Among all the productions of mind, those which ought to be ranked first, were such as had for object the preservation of the memory of events. At all periods of the middle ages, chronicles appeared, to which were consigned the important facts of history. In many monasteries were kept registers or journals, in which was inserted everything remarkable that happened in the various parts of the world. Monks, in the general assemblies, sometimes communicated these registers to each other, and this communication assisted them in rendering their chronicles more complete. In ages less remote from us, other cenobites have collected, with laborious care, these same chronicles, concealed in the solitude of cloisters, and have transmitted them to posterity as the most precious monuments of old times.

The ancient chroniclers were simple and pious men; they considered the least falsehood as a mortal sin; they were scrupulous in telling the truth, when they were acquainted with it. Most of them would have thought themselves deficient in the duties of an historian, if they had not gone back to the creation of the world, or at least to the deluge. Among the events which they relate, they never forgot such as would strike the vulgar, and which struck themselves; as the revolutions of nature, famines, prodigies, &c. According to the spirit of their age, the foundation of a monastery holds a more conspicuous place in their recitals than that of a kingdom or of a republic. Politics are quite unknown to them; and everything which astonishes them, everything they do not easily comprehend, they rarely fail to account for by a miracle.

Such is the character of our old chroniclers; and even when they do not inform us of that which we desire to know, their simplicity touches us, and their ingenuousness interests us. When they tell us of wonderful things which were believed in their times, and of which they appear fully persuaded, they do nothing but paint themselves and their age.

But we must beware of fancying the Oriental chronicles of the same period more perfect than our own. We find in them the same spirit of superstition and credulity, united to that spirit of fatalism which characterizes the Mussulman faith.

It is quite in vain for us to seek in Arabian historians any of those thoughts that instruct us in the knowledge of human passions or political revolutions. They almost always neglect the most important circumstances of events, in order to describe whimsical particularities, or to enter into insignificant details; thus, obeying the spirit of oriental despotism, which wills that man should be always occupied with little things. When they relate the fall of an empire, if asked why it has fallen, they reply: “God knows, God has willed it so.” In all their chronicles which we have consulted, whenever the Mussulmans triumph over the Christians, we never find any other reflection but this: “God is God, and Mahomet is his prophet.” When the Christians gain a victory, the Mussulman chronicles preserve a perfect silence, contenting themselves with saying: “May God curse them!”

Oriental historical productions are very far from redeeming this absence of remark by another merit, such as order, clearness, or elegance; most of their accounts are nothing but a nomenclature of facts confusedly arranged. Quotations from the Koran, verses made upon the occurrence of an event, some comparisons which belong rather to poetry than history,—such are the only ornaments of their narrations.

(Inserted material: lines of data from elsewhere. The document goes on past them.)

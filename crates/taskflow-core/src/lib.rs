//! Core primitives for the task-graph scheduler.
//!
//! The crate is organised around five collaborators:
//! - [`store`] — the Entity Store Adapter (`TaskStore`, `TaskGraphStore`).
//! - [`broker`] — Event Ingress and Event Publisher traits plus routing-key
//!   parsing.
//! - [`queue`] — the Execution Queue client contract.
//! - [`dispatcher`] — per-`(graph, task)` serialized, concurrency-bounded
//!   dispatch of inbound events.
//! - [`progression`] — the Graph Progression Engine: the actual state
//!   machine deciding rerun-vs-block and detecting graph finish.
//!
//! Ambient concerns (configuration, error taxonomy, telemetry, metrics,
//! audit logging) live alongside these in their own modules.

mod audit;
mod broker;
mod config;
mod dispatcher;
mod error;
mod metrics;
mod model;
mod progression;
mod queue;
mod security;
mod store;
mod telemetry;

pub use audit::{record_terminal_transition, AuditEventKind};
pub use broker::{
    parse_routing_key, BrokerIngress, EventPublisher, InMemoryBroker, InboundEvent,
    LoggingPublisher, OutboundEvent, RawMessage, RecordingPublisher,
};
pub use config::{
    BrokerConfig, ConfigLoader, LoggingConfig, QueueConfig, SchedulerConfig, SchedulerSection,
};
pub use dispatcher::{Dispatcher, KeyedLocks};
pub use error::{CoreError, HandlerError, HandlerOutcome, StoreError};
pub use metrics::{
    init_metrics_from_env, record_dependents_scheduled, record_event_received,
    record_graph_blocked, record_graph_finished, record_handler_duration, record_rerun_requested,
};
pub use model::{GraphId, GraphState, Resolution, Task, TaskGraph, TaskId, TaskKey};
pub use progression::ProgressionEngine;
pub use queue::{ExecutionQueueClient, InMemoryExecutionQueue, QueueCall};
pub use security::{require_env, SecretValue};
pub use store::{GraphMutator, InMemoryEntityStore, TaskGraphStore, TaskMutator, TaskStore};
pub use telemetry::{init_telemetry, TelemetryOptions};
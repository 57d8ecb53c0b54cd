use std::sync::OnceLock;

use tracing_subscriber::{fmt, EnvFilter};

use crate::CoreError;

static TELEMETRY_GUARD: OnceLock<()> = OnceLock::new();

/// Configuration options when initialising telemetry.
#[derive(Debug, Clone)]
pub struct TelemetryOptions {
    pub env_filter: Option<String>,
    pub with_ansi: bool,
}

impl Default for TelemetryOptions {
    fn default() -> Self {
        Self {
            env_filter: None,
            with_ansi: true,
        }
    }
}

/// Initialise the global tracing subscriber.
///
/// Safe to call multiple times; only the first invocation installs the subscriber.
pub fn init_telemetry(options: TelemetryOptions) -> Result<(), CoreError> {
    if TELEMETRY_GUARD.get().is_some() {
        return Ok(());
    }

    let env_filter = options
        .env_filter
        .or_else(|| std::env::var("RUST_LOG").ok())
        .unwrap_or_else(|| "info".to_string());

    fmt::Subscriber::builder()
        .with_env_filter(EnvFilter::new(env_filter))
        .with_ansi(options.with_ansi)
        .try_init()
        .map_err(|err| {
            CoreError::InvalidConfiguration(format!("telemetry init failed: {err}"))
        })?;

    TELEMETRY_GUARD.get_or_init(|| ());
    Ok(())
}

We see by this that our chronicles of the middle ages have nothing to envy in those of the East. Most of them, it is true, are of an extreme dryness, and have neither precision nor method. But still some few of them do not appear unworthy of attracting the attention of scholars and men of taste. As their authors wrote in Latin, we have reason to believe that the great works of antiquity were not unknown to them, and in many of their recitals, we may easily perceive they have had models.

History must have made some progress during the crusades. These long wars between the Christians and the Mussulmans were like a great spectacle at which Europe and Asia were present. The importance of the events, and the lively interest which Christendom took in them, inspired several writers with the desire of retracing the history of them. A crowd of chroniclers arose in the West, among whom some were not unworthy of the name of historians. Everybody is acquainted with William of Tyre, who may be called the Livy of the crusades, Albert d’Aix, Baudry, archbishop of Dol, Odo of Deuil, and particularly James of Vitry, in whom we meet with vivid and animated descriptions, a rapid and flowing style, and a narration almost always elegant:—and, though last, not least, Villehardouin and Joinville, who wrote in the French language, and whose memoirs are the earliest monuments of French literature.

But all these events which presented to historians such rich pictures, the wonders of nascent institutions, the prodigies of the social world issuing from the chaos of barbarism, must not only have awakened the curiosity, they must have struck vividly the minds of new generations. This grand spectacle, without doubt, contributed to the development of the faculties connected with the imagination. After having seen the simple and faithful relations of events, the genius of poets was called upon to add something to the truthful pictures of the chroniclers. The troubadours who flourished during the crusades were not likely to neglect the exploits of so many gallant knights. We hear their voices constantly mingling with those of the preachers of the holy wars, and find their poetical fictions everywhere confounded with the narrations of history.